* **Stored data entries**:
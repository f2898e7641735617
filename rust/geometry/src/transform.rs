// This Source Code Form is subject to the terms of the Mozilla Public
// License, v. 2.0. If a copy of the MPL was not distributed with this
// file, You can obtain one at https://mozilla.org/MPL/2.0/.

//! Shared vector and placement utilities
//!
//! Every frame in the engine is built from a primary axis (local Z) plus a
//! reference direction (local X) that must end up orthogonal to it. These
//! helpers keep that projection logic in one place.

use nalgebra::{Matrix4, Point3, Vector3};

/// Project `candidate` onto the plane perpendicular to `axis` and normalize.
///
/// Returns `None` when the candidate is (nearly) parallel to the axis.
#[inline]
pub fn project_orthogonal(
    candidate: &Vector3<f64>,
    axis: &Vector3<f64>,
    tolerance: f64,
) -> Option<Vector3<f64>> {
    let projected = candidate - axis * candidate.dot(axis);
    let length = projected.norm();
    if length > tolerance {
        Some(projected / length)
    } else {
        None
    }
}

/// Some unit vector perpendicular to `axis`
#[inline]
pub fn any_perpendicular(axis: &Vector3<f64>) -> Vector3<f64> {
    if axis.z.abs() < 0.9 {
        Vector3::z().cross(axis).normalize()
    } else {
        Vector3::x().cross(axis).normalize()
    }
}

/// Reference direction for `axis`, preferring `candidate` when usable
#[inline]
pub fn orthogonal_reference(
    candidate: &Vector3<f64>,
    axis: &Vector3<f64>,
    tolerance: f64,
) -> Vector3<f64> {
    project_orthogonal(candidate, axis, tolerance).unwrap_or_else(|| any_perpendicular(axis))
}

/// Local-to-parent transform for a placement.
///
/// Columns of the rotation block are the world-space local axes:
/// X = reference, Y = Z × X, Z = axis.
pub fn placement_matrix(
    origin: &Point3<f64>,
    axis: &Vector3<f64>,
    ref_direction: &Vector3<f64>,
) -> Matrix4<f64> {
    let z_axis = axis.normalize();
    let x_axis = orthogonal_reference(ref_direction, &z_axis, 1e-6);
    let y_axis = z_axis.cross(&x_axis).normalize();

    let mut transform = Matrix4::identity();
    transform[(0, 0)] = x_axis.x;
    transform[(1, 0)] = x_axis.y;
    transform[(2, 0)] = x_axis.z;
    transform[(0, 1)] = y_axis.x;
    transform[(1, 1)] = y_axis.y;
    transform[(2, 1)] = y_axis.z;
    transform[(0, 2)] = z_axis.x;
    transform[(1, 2)] = z_axis.y;
    transform[(2, 2)] = z_axis.z;
    transform[(0, 3)] = origin.x;
    transform[(1, 3)] = origin.y;
    transform[(2, 3)] = origin.z;

    transform
}
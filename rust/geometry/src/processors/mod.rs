// This Source Code Form is subject to the terms of the Mozilla Public
// License, v. 2.0. If a copy of the MPL was not distributed with this
// file, You can obtain one at https://mozilla.org/MPL/2.0/.

//! Element Processors
//!
//! One processor per family of element classes:
//!
//! - `linear`: beams and braces, including haunch segmentation
//! - `column`: columns, extruded from the base with orientation flags
//! - `wall`: planar walls and their openings
//! - `slab`: planar slabs extruded downwards
//! - `foundation`: piles and pad footings extruded up from their base
//! - `helpers`: profile resolution and element emission shared by all of them

mod helpers;
mod linear;
mod column;
mod wall;
mod slab;
mod foundation;

#[cfg(test)]
mod tests;

pub use linear::LinearMemberProcessor;
pub use column::ColumnProcessor;
pub use wall::WallProcessor;
pub use slab::SlabProcessor;
pub use foundation::FoundationProcessor;
// This Source Code Form is subject to the terms of the Mozilla Public
// License, v. 2.0. If a copy of the MPL was not distributed with this
// file, You can obtain one at https://mozilla.org/MPL/2.0/.

//! Per-run conversion report.

use crate::error::Result;
use serde::{Deserialize, Serialize};
use stbifc_core::{ElementClass, IfcGuid};
use stbifc_geometry::{CacheStats, ElementGeometry, GeometryKind, GeometryWarning};
use std::collections::BTreeMap;

/// One element (or haunch segment) handed to the backend.
#[derive(Debug, Clone, PartialEq, Serialize, Deserialize)]
pub struct ProducedElement {
    pub name: String,
    pub tag: String,
    pub class: ElementClass,
    pub guid: IfcGuid,
    pub geometry: GeometryKind,
    pub profile_name: String,
    pub depth: f64,
    /// Names of the openings voided out of this element.
    #[serde(default, skip_serializing_if = "Vec::is_empty")]
    pub openings: Vec<String>,
}

impl ProducedElement {
    pub fn new(class: ElementClass, produced: &ElementGeometry) -> Self {
        Self {
            name: produced.name.clone(),
            tag: produced.tag.clone(),
            class,
            guid: produced.guid.clone(),
            geometry: produced.geometry.kind,
            profile_name: produced.geometry.profile_name.clone(),
            depth: produced.geometry.depth,
            openings: produced.openings.iter().map(|o| o.name.clone()).collect(),
        }
    }
}

/// An element that was skipped because it failed.
#[derive(Debug, Clone, PartialEq, Serialize, Deserialize)]
pub struct ElementFailure {
    pub element: String,
    pub class: ElementClass,
    /// Stable error category, e.g. `geometry_validation`.
    pub kind: String,
    pub message: String,
}

/// Produced/failed counts for one element class.
#[derive(Debug, Clone, Copy, Default, PartialEq, Eq, Serialize, Deserialize)]
pub struct ClassCounts {
    pub input: usize,
    pub produced: usize,
    pub failed: usize,
}

/// Outcome of a conversion run.
///
/// Failures are element-scoped: a failed element is listed under `errors`
/// and the rest of the batch is still converted unless the run was
/// configured to fail fast.
#[derive(Debug, Clone, Default, PartialEq, Serialize, Deserialize)]
pub struct ConversionReport {
    pub produced: Vec<ProducedElement>,
    pub errors: Vec<ElementFailure>,
    pub warnings: Vec<GeometryWarning>,
    pub per_class: BTreeMap<ElementClass, ClassCounts>,
    /// Definitions never attempted because of fail-fast.
    pub skipped: usize,
    pub aborted: bool,
    pub profile_cache: CacheStats,
    pub total_time_ms: u64,
}

impl ConversionReport {
    /// True when every element converted.
    pub fn is_success(&self) -> bool {
        self.errors.is_empty() && !self.aborted
    }

    pub fn produced_count(&self) -> usize {
        self.produced.len()
    }

    pub fn error_count(&self) -> usize {
        self.errors.len()
    }

    pub fn warning_count(&self) -> usize {
        self.warnings.len()
    }

    pub fn counts(&self, class: ElementClass) -> ClassCounts {
        self.per_class.get(&class).copied().unwrap_or_default()
    }

    /// Pretty-printed JSON.
    pub fn to_json(&self) -> Result<String> {
        Ok(serde_json::to_string_pretty(self)?)
    }
}
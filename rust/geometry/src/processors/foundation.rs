// This Source Code Form is subject to the terms of the Mozilla Public
// License, v. 2.0. If a copy of the MPL was not distributed with this
// file, You can obtain one at https://mozilla.org/MPL/2.0/.

//! Pile and footing processor.

use super::helpers::{emit, resolve_profile};
use crate::backend::EntityKind;
use crate::error::{Error, Result};
use crate::extrusion::ExtrusionAnchor;
use crate::frame::CoordinateFrame;
use crate::router::{BuildContext, ElementGeometry, ElementProcessor};
use stbifc_core::{
    keys, ElementClass, ElementDefinition, FootingMember, PileMember, SectionDescriptor,
    SectionType,
};

/// Piles and pad footings: placed at their base and extruded upwards.
///
/// Piles follow their bottom-to-top axis; footings are always upright
/// rectangles centered on their bottom point.
#[derive(Debug, Default)]
pub struct FoundationProcessor;

impl FoundationProcessor {
    pub fn new() -> Self {
        Self
    }

    fn process_pile(&self, pile: &PileMember, ctx: &mut BuildContext<'_>) -> Result<ElementGeometry> {
        let class = ElementClass::Pile;
        let frame = ctx.frames.build(&pile.bottom, &pile.top, class)?;
        let section = pile_section(pile.section.as_ref(), ctx.config.default_pile_diameter);
        let profile = resolve_profile(ctx, &pile.identity, class, &section)?;
        let geometry = ctx.extrusion.uniform(
            ctx.backend,
            &profile,
            &frame,
            pile.length(),
            ExtrusionAnchor::Base,
        )?;

        let placement = ctx.placements.planar(&frame);
        let guid = ctx.identity.element_guid(&pile.identity);
        emit(ctx, EntityKind::Member(class), &pile.identity, guid, &placement, geometry)
    }

    fn process_footing(
        &self,
        footing: &FootingMember,
        ctx: &mut BuildContext<'_>,
    ) -> Result<ElementGeometry> {
        let class = ElementClass::Footing;
        let (default_x, default_y) = ctx.config.default_footing_size;
        let width_x = positive(class, keys::WIDTH_X, footing.width_x.unwrap_or(default_x))?;
        let width_y = positive(class, keys::WIDTH_Y, footing.width_y.unwrap_or(default_y))?;
        let depth = positive(
            class,
            "depth",
            footing.depth.unwrap_or(ctx.config.default_footing_depth),
        )?;

        let section = SectionDescriptor::rectangle(width_x, width_y);
        let profile = resolve_profile(ctx, &footing.identity, class, &section)?;
        let frame = CoordinateFrame::canonical(footing.bottom);
        let geometry =
            ctx.extrusion
                .uniform(ctx.backend, &profile, &frame, depth, ExtrusionAnchor::Base)?;

        let placement = ctx.placements.planar(&frame);
        let guid = ctx.identity.element_guid(&footing.identity);
        emit(ctx, EntityKind::Member(class), &footing.identity, guid, &placement, geometry)
    }
}

impl ElementProcessor for FoundationProcessor {
    fn process(
        &self,
        element: &ElementDefinition,
        ctx: &mut BuildContext<'_>,
    ) -> Result<Vec<ElementGeometry>> {
        let produced = match element {
            ElementDefinition::Pile(pile) => self.process_pile(pile, ctx)?,
            ElementDefinition::Footing(footing) => self.process_footing(footing, ctx)?,
            other => return Err(Error::UnsupportedElement(other.class())),
        };
        Ok(vec![produced])
    }

    fn supported_classes(&self) -> Vec<ElementClass> {
        vec![ElementClass::Pile, ElementClass::Footing]
    }
}

/// Pile section with its diameter filled in.
///
/// Circles accept `radius`, `diameter` or `outer_diameter`; a missing
/// section or size falls back to `default_diameter`.
fn pile_section(section: Option<&SectionDescriptor>, default_diameter: f64) -> SectionDescriptor {
    let Some(section) = section else {
        return SectionDescriptor::new(SectionType::Circle).with(keys::DIAMETER, default_diameter);
    };
    if section.section_type != SectionType::Circle
        || section.first_of(&[keys::RADIUS, keys::DIAMETER]).is_some()
    {
        return section.clone();
    }

    let diameter = section
        .dimension(keys::OUTER_DIAMETER)
        .unwrap_or(default_diameter);
    section.clone().with(keys::DIAMETER, diameter)
}

fn positive(class: ElementClass, parameter: &str, value: f64) -> Result<f64> {
    if value.is_finite() && value > 0.0 {
        Ok(value)
    } else {
        Err(Error::parameter(
            class,
            parameter,
            format!("must be positive, got {}", value),
        ))
    }
}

* **TASK INSTRUCTIONS**:
Only lines holding the word "planar" belong in the answer; copy all of them from the records.

* **EXERCISE OUTPUT**:
//! - `wall`: planar walls and their openings
//! - `slab`: planar slabs extruded downwards
        let placement = ctx.placements.planar(&frame);
        let placement = ctx.placements.planar(&frame);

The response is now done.